Records shown:

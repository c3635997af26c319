//! Downstream funds and matching calls.
//!
//! [`FundsService`] and [`MatchingService`] make exactly one physical
//! attempt per call and classify the result. [`ActivityGateway`] wraps them
//! with the per-call timeout and retry policy.
//!
//! Both services must deduplicate effects by the idempotency key carried on
//! every request: the saga re-issues a call with the same key after a
//! timeout, a retry or a restart, and relies on the service to apply it at
//! most once.

mod http;
mod memory;
mod policy;

pub use http::{GatewayError, HttpFundsClient, HttpMatchingClient};
pub use memory::{
    BookedOrder, CallLog, CallRecord, HeldFunds, InMemoryFundsService, InMemoryMatchingService,
    ReservationStatus, ScriptedFailure,
};
pub use policy::{CallPolicy, RetryPolicy};

use std::time::Duration;

use async_trait::async_trait;
use common::SagaId;
use domain::Side;
use rust_decimal::Decimal;
use serde::{Deserialize, Serialize};

use crate::idempotency::{IdempotencyKey, Step};

/// The five downstream operations.
#[derive(Debug, Clone, Copy, PartialEq, Eq, Hash, Serialize, Deserialize)]
#[serde(rename_all = "snake_case")]
pub enum Operation {
    ReserveFunds,
    CommitReservation,
    CancelReservation,
    PlaceOrder,
    CancelOrder,
}

impl Operation {
    pub fn as_str(&self) -> &'static str {
        match self {
            Operation::ReserveFunds => "reserve_funds",
            Operation::CommitReservation => "commit_reservation",
            Operation::CancelReservation => "cancel_reservation",
            Operation::PlaceOrder => "place_order",
            Operation::CancelOrder => "cancel_order",
        }
    }
}

impl std::fmt::Display for Operation {
    fn fmt(&self, f: &mut std::fmt::Formatter<'_>) -> std::fmt::Result {
        f.write_str(self.as_str())
    }
}

/// Why a downstream call did not succeed.
#[derive(Debug, Clone, PartialEq, Eq, Serialize, Deserialize)]
pub struct StepFailure {
    pub message: String,
    /// The call may have taken effect even though no answer arrived.
    pub effect_unknown: bool,
    /// Set when the failure was retryable but every attempt was used up.
    pub retries_exhausted: bool,
}

impl StepFailure {
    pub fn new(message: impl Into<String>) -> Self {
        Self {
            message: message.into(),
            effect_unknown: false,
            retries_exhausted: false,
        }
    }

    /// A failure after which the downstream effect may or may not exist.
    pub fn ambiguous(message: impl Into<String>) -> Self {
        Self {
            effect_unknown: true,
            ..Self::new(message)
        }
    }
}

impl std::fmt::Display for StepFailure {
    fn fmt(&self, f: &mut std::fmt::Formatter<'_>) -> std::fmt::Result {
        f.write_str(&self.message)
    }
}

/// Classified result of a forward or compensating call.
#[derive(Debug, Clone, PartialEq, Eq)]
pub enum StepOutcome<T> {
    Success(T),
    /// Transient; safe to retry under the same idempotency key.
    RetryableFailure(StepFailure),
    /// Must not be retried.
    FatalFailure(StepFailure),
}

impl<T> StepOutcome<T> {
    pub fn is_success(&self) -> bool {
        matches!(self, StepOutcome::Success(_))
    }

    pub fn map<U>(self, f: impl FnOnce(T) -> U) -> StepOutcome<U> {
        match self {
            StepOutcome::Success(value) => StepOutcome::Success(f(value)),
            StepOutcome::RetryableFailure(failure) => StepOutcome::RetryableFailure(failure),
            StepOutcome::FatalFailure(failure) => StepOutcome::FatalFailure(failure),
        }
    }

    /// Splits into the success value or the failure, whichever kind it was.
    pub fn into_result(self) -> Result<T, StepFailure> {
        match self {
            StepOutcome::Success(value) => Ok(value),
            StepOutcome::RetryableFailure(failure) | StepOutcome::FatalFailure(failure) => {
                Err(failure)
            }
        }
    }
}

/// Status reported by the matching service for a placed order.
#[derive(Debug, Clone, Copy, PartialEq, Eq, Hash, Serialize, Deserialize)]
#[serde(rename_all = "SCREAMING_SNAKE_CASE")]
pub enum OrderStatus {
    Matched,
    Pending,
    PartiallyFilled,
    Cancelled,
}

impl OrderStatus {
    pub fn as_str(&self) -> &'static str {
        match self {
            OrderStatus::Matched => "MATCHED",
            OrderStatus::Pending => "PENDING",
            OrderStatus::PartiallyFilled => "PARTIALLY_FILLED",
            OrderStatus::Cancelled => "CANCELLED",
        }
    }
}

impl std::fmt::Display for OrderStatus {
    fn fmt(&self, f: &mut std::fmt::Formatter<'_>) -> std::fmt::Result {
        f.write_str(self.as_str())
    }
}

/// Hold funds for one saga.
#[derive(Debug, Clone, PartialEq, Serialize, Deserialize)]
pub struct ReserveFunds {
    pub user_id: String,
    pub amount: Decimal,
    pub currency: String,
    pub saga_id: SagaId,
    pub idempotency_key: IdempotencyKey,
}

#[derive(Debug, Clone, PartialEq, Eq, Serialize, Deserialize)]
pub struct Reservation {
    pub reservation_id: String,
    pub status: String,
}

/// Submit an order backed by an existing reservation.
#[derive(Debug, Clone, PartialEq, Serialize, Deserialize)]
pub struct PlaceOrder {
    pub user_id: String,
    pub event_id: String,
    pub market_id: String,
    pub selection_id: String,
    pub side: Side,
    pub odds: Decimal,
    pub stake: Decimal,
    pub currency: String,
    pub reservation_id: String,
    pub saga_id: SagaId,
    pub idempotency_key: IdempotencyKey,
}

#[derive(Debug, Clone, PartialEq, Eq, Serialize, Deserialize)]
pub struct Placement {
    pub order_id: String,
    #[serde(default)]
    pub match_id: Option<String>,
    pub status: OrderStatus,
}

/// Commit or cancel an existing reservation or order.
#[derive(Debug, Clone, PartialEq, Eq, Serialize, Deserialize)]
pub struct ResourceCall {
    #[serde(skip)]
    pub resource_id: String,
    pub saga_id: SagaId,
    pub idempotency_key: IdempotencyKey,
}

/// Status answer for commit and cancel calls.
#[derive(Debug, Clone, PartialEq, Eq, Serialize, Deserialize)]
pub struct Acknowledgement {
    pub status: String,
}

/// Funds custody: holds, commits and releases money for a saga.
#[async_trait]
pub trait FundsService: Send + Sync {
    async fn reserve_funds(&self, request: &ReserveFunds) -> StepOutcome<Reservation>;

    async fn commit_reservation(&self, request: &ResourceCall) -> StepOutcome<Acknowledgement>;

    async fn cancel_reservation(&self, request: &ResourceCall) -> StepOutcome<Acknowledgement>;
}

/// Order book: places and cancels orders.
#[async_trait]
pub trait MatchingService: Send + Sync {
    async fn place_order(&self, request: &PlaceOrder) -> StepOutcome<Placement>;

    async fn cancel_order(&self, request: &ResourceCall) -> StepOutcome<Acknowledgement>;
}

/// The saga's single door to the downstream services.
///
/// Forward calls use the forward policy; cancellations use the deliberately
/// weaker compensation policy so a stuck rollback is reported rather than
/// retried indefinitely.
pub struct ActivityGateway<F, M> {
    funds: F,
    matching: M,
    forward: CallPolicy,
    compensation: CallPolicy,
}

impl<F, M> ActivityGateway<F, M>
where
    F: FundsService,
    M: MatchingService,
{
    pub fn new(funds: F, matching: M, forward: CallPolicy, compensation: CallPolicy) -> Self {
        Self {
            funds,
            matching,
            forward,
            compensation,
        }
    }

    pub fn funds(&self) -> &F {
        &self.funds
    }

    pub fn matching(&self) -> &M {
        &self.matching
    }

    /// How long after a `step` call was logged its caller may still be
    /// working on it. Past this the caller has given up or died.
    pub fn call_lease(&self, step: Step) -> Duration {
        let policy = if step.is_compensating() {
            &self.compensation
        } else {
            &self.forward
        };
        policy.worst_case() + policy.timeout
    }

    #[tracing::instrument(skip_all, fields(saga_id = %request.saga_id, key = %request.idempotency_key))]
    pub async fn reserve_funds(&self, request: &ReserveFunds) -> StepOutcome<Reservation> {
        self.forward
            .run(Operation::ReserveFunds, move || {
                self.funds.reserve_funds(request)
            })
            .await
    }

    #[tracing::instrument(skip_all, fields(saga_id = %request.saga_id, reservation_id = %request.resource_id))]
    pub async fn commit_reservation(&self, request: &ResourceCall) -> StepOutcome<Acknowledgement> {
        self.forward
            .run(Operation::CommitReservation, move || {
                self.funds.commit_reservation(request)
            })
            .await
    }

    #[tracing::instrument(skip_all, fields(saga_id = %request.saga_id, reservation_id = %request.resource_id))]
    pub async fn cancel_reservation(&self, request: &ResourceCall) -> StepOutcome<Acknowledgement> {
        self.compensation
            .run(Operation::CancelReservation, move || {
                self.funds.cancel_reservation(request)
            })
            .await
    }

    /// Places an order. An order the book reports as already cancelled is a
    /// fatal failure: retrying under the same key would return the same
    /// answer.
    #[tracing::instrument(skip_all, fields(saga_id = %request.saga_id, key = %request.idempotency_key))]
    pub async fn place_order(&self, request: &PlaceOrder) -> StepOutcome<Placement> {
        let outcome = self
            .forward
            .run(Operation::PlaceOrder, move || {
                self.matching.place_order(request)
            })
            .await;

        match outcome {
            StepOutcome::Success(placement) if placement.status == OrderStatus::Cancelled => {
                StepOutcome::FatalFailure(StepFailure::new(format!(
                    "order {} was cancelled by the matching service",
                    placement.order_id
                )))
            }
            other => other,
        }
    }

    #[tracing::instrument(skip_all, fields(saga_id = %request.saga_id, order_id = %request.resource_id))]
    pub async fn cancel_order(&self, request: &ResourceCall) -> StepOutcome<Acknowledgement> {
        self.compensation
            .run(Operation::CancelOrder, move || {
                self.matching.cancel_order(request)
            })
            .await
    }
}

Work order: Give the number of lines above that hold "bool", with no other words.

Your response: 3